Oh man, I'm afraid to answer that because my team might come in here and if I miss one and cart me off. Most of them, yeah. I think, we're finding pretty consistently that the software gaps are far smaller than our process gaps internally. Okay. When we really dig under the hood of , hey, we're about to install this Rock feature, or hey, we're gonna set you up with this new thing, We find that the bigger challenge is actually having a well thought out documented process that's repeatable.
And in a scaling organization, we've had a lot of ministers kind of change positions and grow into new roles, and there's a wake behind that. So kind of aligning our ministry to the software is our bigger challenge. Wow, that's a great statement. Yeah, one area that I think is missing though, we've talked a lot with our outreach folks, the, just how missions are managed. I think for us, there's some friction there.
But that's the other beautiful thing about Rock is that your API is easy to use, and so if we need something soon, which, , 2020 kind of put a pause on all global mission trips, right? But if we need an immediate solution, we are always looking for things that we can just integrate. So we're confident in our ability to leverage the base product. That's great. What keeps you up at night?
Are you thinking about? What are you worrying about? It could be Rock related, it could be not Rock related. Yeah, do we have that kind of time? Might need to count We'll make it.
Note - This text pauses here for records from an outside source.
//! The search server: tokenizer, document store and ranking configuration.

use crate::index::{DocumentIds, DocumentStore, StoredDocument, WordFrequencies};
use crate::types::{DocumentId, DocumentStatus, ExecutionPolicy, IndexResult, SearchConfig};

use super::query::{parse_query, ParsedQuery};
use super::tokenizer::Tokenizer;

/// An in-memory TF-IDF document index.
///
/// Queries take `&self` and may run from many threads at once; `add_document`
/// and `remove_document` take `&mut self`, so a mutation can never overlap a
/// query on the same instance. Share across threads with a read/write lock.
#[derive(Debug, Clone)]
pub struct SearchServer {
    pub(crate) tokenizer: Tokenizer,
    pub(crate) store: DocumentStore,
    pub(crate) config: SearchConfig,
}

impl SearchServer {
    /// Create a server with the given stop words.
    pub fn new<I, S>(stop_words: I) -> IndexResult<Self>
    where
        I: IntoIterator<Item = S>,
        S: AsRef<str>,
    {
        Ok(Self::from_tokenizer(Tokenizer::new(stop_words)?))
    }

    /// Create a server from space-separated stop words, e.g. `"and with"`.
    pub fn from_stop_words_text(text: &str) -> IndexResult<Self> {
        Ok(Self::from_tokenizer(Tokenizer::from_text(text)?))
    }

    pub fn from_tokenizer(tokenizer: Tokenizer) -> Self {
        Self {
            tokenizer,
            store: DocumentStore::new(),
            config: SearchConfig::default(),
        }
    }

    /// Replace the ranking configuration.
    pub fn with_config(mut self, config: SearchConfig) -> IndexResult<Self> {
        config.validate()?;
        self.config = config;
        Ok(self)
    }

    pub fn config(&self) -> &SearchConfig {
        &self.config
    }

    pub fn tokenizer(&self) -> &Tokenizer {
        &self.tokenizer
    }

    /// Add a document. Fails with an invalid-argument error for a negative or
    /// duplicate id, or a token containing a control character.
    pub fn add_document(
        &mut self,
        id: DocumentId,
        text: &str,
        status: DocumentStatus,
        ratings: &[i32],
    ) -> IndexResult<()> {
        self.store.add(&self.tokenizer, id, text, status, ratings)
    }

    /// Remove a document. Removing an unknown id does nothing.
    pub fn remove_document(&mut self, id: DocumentId) {
        self.store.remove(id, ExecutionPolicy::Sequential);
    }

    /// Remove a document with an explicit execution policy.
    pub fn remove_document_with(&mut self, policy: ExecutionPolicy, id: DocumentId) {
        self.store.remove(id, policy);
    }

    pub fn document_count(&self) -> usize {
        self.store.len()
    }

    /// Document ids in ascending order.
    pub fn document_ids(&self) -> DocumentIds<'_> {
        self.store.ids()
    }

    /// Normalized term frequencies of a document; empty for unknown ids.
    pub fn word_frequencies(&self, id: DocumentId) -> &WordFrequencies {
        self.store.word_frequencies(id)
    }

    pub fn document_text(&self, id: DocumentId) -> Option<&str> {
        self.store.get(id).map(|doc| doc.text.as_str())
    }

    pub fn document_status(&self, id: DocumentId) -> Option<DocumentStatus> {
        self.store.get(id).map(|doc| doc.status)
    }

    pub fn document_rating(&self, id: DocumentId) -> Option<i32> {
        self.store.get(id).map(|doc| doc.rating)
    }

    /// The underlying store, for inspection.
    pub fn store(&self) -> &DocumentStore {
        &self.store
    }

    pub(crate) fn stored(&self, id: DocumentId) -> Option<&StoredDocument> {
        self.store.get(id)
    }

    /// Parse a query against this server's stop words.
    pub fn parse_query<'q>(&self, text: &'q str, dedupe: bool) -> IndexResult<ParsedQuery<'q>> {
        parse_query(&self.tokenizer, text, dedupe)
    }

    /// Inverse document frequency: ln(total documents / documents with term).
    /// `None` when no document contains the term.
    pub(crate) fn inverse_document_freq(&self, term: &str) -> Option<f64> {
        let df = self.store.term_index().doc_frequency(term);
        (df > 0).then(|| (self.store.len() as f64 / df as f64).ln())
    }
}

impl<'a> IntoIterator for &'a SearchServer {
    type Item = DocumentId;
    type IntoIter = DocumentIds<'a>;

    fn into_iter(self) -> Self::IntoIter {
        self.store.ids()
    }
}
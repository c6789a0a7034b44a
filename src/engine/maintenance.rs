//! Index maintenance: duplicate-document removal.

use std::collections::HashMap;

use log::info;

use crate::index::term_index::Term;
use crate::types::DocumentId;

use super::search_server::SearchServer;

/// Remove documents whose set of words equals that of a document with a
/// lower id. Term frequencies are ignored; only which words occur matters.
///
/// Returns the removed ids in ascending order.
pub fn remove_duplicates(server: &mut SearchServer) -> Vec<DocumentId> {
    let mut first_with_words: HashMap<Vec<Term>, DocumentId> = HashMap::new();
    let mut duplicates = Vec::new();

    // Ids come in ascending order, so the first owner of a word set is the lowest id.
    for id in server.document_ids() {
        let words: Vec<Term> = server.word_frequencies(id).keys().cloned().collect();
        if first_with_words.contains_key(&words) {
            duplicates.push(id);
        } else {
            first_with_words.insert(words, id);
        }
    }

    for &id in &duplicates {
        info!("Found duplicate document id {id}");
        server.remove_document(id);
    }
    duplicates
}
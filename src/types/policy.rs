//! Execution strategy shared by every operation that has a parallel form.

/// How an operation distributes its work.
#[derive(Debug, Clone, Copy, PartialEq, Eq, Default)]
pub enum ExecutionPolicy {
    /// Run entirely on the calling thread.
    #[default]
    Sequential,
    /// Fan out over the rayon thread pool and join before returning.
    Parallel,
}

impl ExecutionPolicy {
    pub fn is_parallel(&self) -> bool {
        matches!(self, ExecutionPolicy::Parallel)
    }
}
//! Mirrored term-frequency indexes: term → documents and document → terms.

use std::collections::{BTreeMap, HashMap};
use std::sync::Arc;

use rayon::prelude::*;

use crate::types::{DocumentId, ExecutionPolicy};

/// Interned token handle shared by both directions of the index.
pub type Term = Arc<str>;

/// Normalized term frequencies keyed by term.
pub type WordFrequencies = BTreeMap<Term, f64>;

static EMPTY_FREQUENCIES: WordFrequencies = BTreeMap::new();

/// An inverted index mapping terms to per-document normalized term frequencies,
/// kept in sync with its reverse (per-document) view.
#[derive(Debug, Clone, Default, PartialEq)]
pub struct TermIndex {
    /// term → (document id → term frequency), postings ordered by id
    word_to_document_freqs: HashMap<Term, BTreeMap<DocumentId, f64>>,
    /// document id → (term → term frequency)
    document_to_word_freqs: BTreeMap<DocumentId, WordFrequencies>,
}

impl TermIndex {
    /// Create an empty term index.
    pub fn new() -> Self {
        Self::default()
    }

    /// Index one document's (stop-word-free) tokens.
    /// Each frequency is occurrences / token count. An empty token list leaves
    /// the index untouched.
    pub fn insert(&mut self, id: DocumentId, words: &[&str]) {
        if words.is_empty() {
            return;
        }

        let mut counts: BTreeMap<&str, usize> = BTreeMap::new();
        for &word in words {
            *counts.entry(word).or_insert(0) += 1;
        }

        let total = words.len() as f64;
        let mut frequencies = WordFrequencies::new();
        for (word, count) in counts {
            let term = self.intern(word);
            let tf = count as f64 / total;
            self.word_to_document_freqs
                .entry(term.clone())
                .or_default()
                .insert(id, tf);
            frequencies.insert(term, tf);
        }
        self.document_to_word_freqs.insert(id, frequencies);
    }

    /// Remove a document from both directions. Terms left without postings are
    /// dropped, so a remove undoes the matching insert exactly.
    pub fn remove(&mut self, id: DocumentId, policy: ExecutionPolicy) {
        let Some(frequencies) = self.document_to_word_freqs.remove(&id) else {
            return;
        };

        match policy {
            ExecutionPolicy::Sequential => {
                for term in frequencies.keys() {
                    if let Some(postings) = self.word_to_document_freqs.get_mut(term) {
                        postings.remove(&id);
                        if postings.is_empty() {
                            self.word_to_document_freqs.remove(term);
                        }
                    }
                }
            }
            ExecutionPolicy::Parallel => {
                let mut touched: Vec<(Term, BTreeMap<DocumentId, f64>)> = frequencies
                    .keys()
                    .filter_map(|term| self.word_to_document_freqs.remove_entry(term))
                    .collect();
                touched.par_iter_mut().for_each(|(_, postings)| {
                    postings.remove(&id);
                });
                self.word_to_document_freqs.extend(
                    touched
                        .into_iter()
                        .filter(|(_, postings)| !postings.is_empty()),
                );
            }
        }
    }

    /// Postings for a term: (document id → term frequency).
    pub fn postings(&self, term: &str) -> Option<&BTreeMap<DocumentId, f64>> {
        self.word_to_document_freqs.get(term)
    }

    /// Number of documents containing a term (document frequency).
    pub fn doc_frequency(&self, term: &str) -> usize {
        self.postings(term).map_or(0, BTreeMap::len)
    }

    /// Whether `id` contains `term`.
    pub fn contains(&self, term: &str, id: DocumentId) -> bool {
        self.postings(term).is_some_and(|p| p.contains_key(&id))
    }

    /// Term frequencies of one document, or an empty map.
    pub fn word_frequencies(&self, id: DocumentId) -> &WordFrequencies {
        self.document_to_word_freqs
            .get(&id)
            .unwrap_or(&EMPTY_FREQUENCIES)
    }

    /// Number of unique terms.
    pub fn term_count(&self) -> usize {
        self.word_to_document_freqs.len()
    }

    fn intern(&self, word: &str) -> Term {
        match self.word_to_document_freqs.get_key_value(word) {
            Some((term, _)) => Arc::clone(term),
            None => Arc::from(word),
        }
    }
}
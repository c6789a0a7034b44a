//! Documents, statuses and ranked results.

use std::fmt;

use serde::{Deserialize, Serialize};

/// Document identifier. Valid ids are non-negative and never reused.
pub type DocumentId = i32;

/// Caller-assigned document status, fixed when the document is added.
#[derive(Debug, Clone, Copy, PartialEq, Eq, Hash, Default, Serialize, Deserialize)]
#[serde(rename_all = "snake_case")]
pub enum DocumentStatus {
    #[default]
    Actual,
    Irrelevant,
    Banned,
    Removed,
}

impl DocumentStatus {
    /// Parse a status name (case-insensitive).
    pub fn from_name(name: &str) -> Option<Self> {
        match name.to_ascii_lowercase().as_str() {
            "actual" => Some(Self::Actual),
            "irrelevant" => Some(Self::Irrelevant),
            "banned" => Some(Self::Banned),
            "removed" => Some(Self::Removed),
            _ => None,
        }
    }

    pub fn name(&self) -> &'static str {
        match self {
            Self::Actual => "actual",
            Self::Irrelevant => "irrelevant",
            Self::Banned => "banned",
            Self::Removed => "removed",
        }
    }
}

impl fmt::Display for DocumentStatus {
    fn fmt(&self, f: &mut fmt::Formatter<'_>) -> fmt::Result {
        f.write_str(self.name())
    }
}

/// A single ranked search result.
#[derive(Debug, Clone, Copy, PartialEq, Default, Serialize, Deserialize)]
pub struct Document {
    pub id: DocumentId,
    /// Accumulated TF-IDF relevance.
    pub relevance: f64,
    /// Average rating of the document.
    pub rating: i32,
}

impl Document {
    pub fn new(id: DocumentId, relevance: f64, rating: i32) -> Self {
        Self {
            id,
            relevance,
            rating,
        }
    }
}

impl fmt::Display for Document {
    fn fmt(&self, f: &mut fmt::Formatter<'_>) -> fmt::Result {
        write!(
            f,
            "{{ document_id = {}, relevance = {}, rating = {} }}",
            self.id, self.relevance, self.rating
        )
    }
}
So I think in general for me, what keeps me up is trying to have the right conversations, trying to drive the right conversations at the right time with the right people. We're struggling just as we have scaled and now entered a pandemic. Maybe struggling is the wrong word, but it's such a challenge for us to be able to make decisions quickly in such a large and distributed organization that's reorganized a couple of times to better meet the demands of COVID. And so just trying to make sure that I'm getting the right players in the room. I think one place where I'm really struggling right now, probably my biggest concern right now is that we often mistake content for connection.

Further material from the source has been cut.